## Preparing the Data

We will demonstrate fine-tuning open source models in order to classify emails into two categories, based on their content.

We will prepare 950 examples to fine-tune on, and use 50 examples to test accuracy. 



In [1]:
from sklearn.datasets import fetch_20newsgroups
import pandas as pd

categories = ['rec.sport.baseball', 'rec.sport.hockey']
sports_dataset = fetch_20newsgroups(subset='train', shuffle=True, random_state=42, categories=categories)

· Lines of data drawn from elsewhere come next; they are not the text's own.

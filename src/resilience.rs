//! Concurrency guards for sync passes.
//!
//! - [`Bulkhead`]: Semaphore bounding how many sync passes run at once
//! - [`NodeLocks`]: At most one sync pass per node
//!
//! # Example
//!
//! ```rust,no_run
//! # async fn example() -> Result<(), truth_replication::resilience::BulkheadFull> {
//! use truth_replication::resilience::{Bulkhead, NodeLocks};
//!
//! let bulkhead = Bulkhead::new(8);
//! let locks = NodeLocks::new();
//!
//! if let Some(_node_guard) = locks.try_lock(42) {
//!     let _permit = bulkhead.acquire().await?;
//!     // sync node 42
//! }
//! # Ok(())
//! # }
//! ```

use crate::model::NodeId;
use dashmap::DashMap;
use std::sync::Arc;
use tokio::sync::{Mutex, OwnedMutexGuard, OwnedSemaphorePermit, Semaphore};

// =============================================================================
// Bulkhead (Concurrency Limiter)
// =============================================================================

/// Error when bulkhead is closed.
#[derive(Debug, Clone, thiserror::Error)]
#[error("bulkhead closed: max {max_concurrent} concurrent operations")]
pub struct BulkheadFull {
    /// Maximum concurrent operations allowed.
    pub max_concurrent: usize,
}

/// Limits concurrent sync passes so a burst of sync requests cannot open
/// an unbounded number of outbound connections.
///
/// Callers wait for a slot; nothing fails fast here.
#[derive(Debug)]
pub struct Bulkhead {
    semaphore: Arc<Semaphore>,
    max_concurrent: usize,
}

impl Bulkhead {
    /// Create a new bulkhead with the given concurrency limit (minimum 1).
    pub fn new(max_concurrent: usize) -> Self {
        let max_concurrent = max_concurrent.max(1);
        Self {
            semaphore: Arc::new(Semaphore::new(max_concurrent)),
            max_concurrent,
        }
    }

    /// Acquire a permit, waiting if necessary.
    ///
    /// Returns a permit that releases the slot when dropped.
    pub async fn acquire(&self) -> Result<OwnedSemaphorePermit, BulkheadFull> {
        self.semaphore
            .clone()
            .acquire_owned()
            .await
            .map_err(|_| BulkheadFull {
                max_concurrent: self.max_concurrent,
            })
    }

    /// Get the maximum concurrent operations allowed.
    pub fn max_concurrent(&self) -> usize {
        self.max_concurrent
    }
}

// =============================================================================
// Per-node exclusion
// =============================================================================

/// Held for the duration of one sync pass against one node.
pub type NodeGuard = OwnedMutexGuard<()>;

/// One lock per node id. A second pass for the same node is refused, not queued.
#[derive(Debug, Default)]
pub struct NodeLocks {
    locks: DashMap<NodeId, Arc<Mutex<()>>>,
}

impl NodeLocks {
    pub fn new() -> Self {
        Self::default()
    }

    /// Try to claim `node_id`. `None` if a pass for it is already running.
    pub fn try_lock(&self, node_id: NodeId) -> Option<NodeGuard> {
        let lock = self.locks.entry(node_id).or_default().clone();
        lock.try_lock_owned().ok()
    }

    /// Forget the lock for a removed node. A guard still held keeps working.
    pub fn remove(&self, node_id: NodeId) {
        self.locks.remove(&node_id);
    }
}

labels = [sports_dataset.target_names[x].split('.')[-1] for x in sports_dataset['target']]
texts = [text.strip() for text in sports_dataset['data']]
df = pd.DataFrame(zip(texts, labels), columns = ['raw_prompt','response'])[:1000]
df_train = df[:950]
df_test = df[950:]

In [2]:
df_train['raw_prompt'].iloc[0]

"From: dougb@comm.mot.com (Doug Bank)\nSubject: Re: Info needed for Cleveland tickets\nReply-To: dougb@ecs.comm.mot.com\nOrganization: Motorola Land Mobile Products Sector\nDistribution: usa\nNntp-Posting-Host: 145.1.146.35\nLines: 17\n\nIn article <1993Apr1.234031.4950@leland.Stanford.EDU>, bohnert@leland.Stanford.EDU (matthew bohnert) writes:\n\n|> I'm going to be in Cleveland Thursday, April 15 to Sunday, April 18.\n|> Does anybody know if the Tribe will be in town on those dates, and\n|> if so, who're they playing and if tickets are available?\n\nThe tribe will be in town from April 16 to the 19th.\nThere are ALWAYS tickets available! (Though they are playing Toronto,\nand many Toronto fans make the trip to Cleveland as it is easier to\nget tickets in Cleveland than in Toronto.  Either way, I seriously\ndoubt they will sell out until the end of the season.)\n\n-- \nDoug Bank                       Private Systems Division\ndougb@ecs.comm.mot.com          Motorola Communications Sect

In [4]:
print(df_train['response'].value_counts())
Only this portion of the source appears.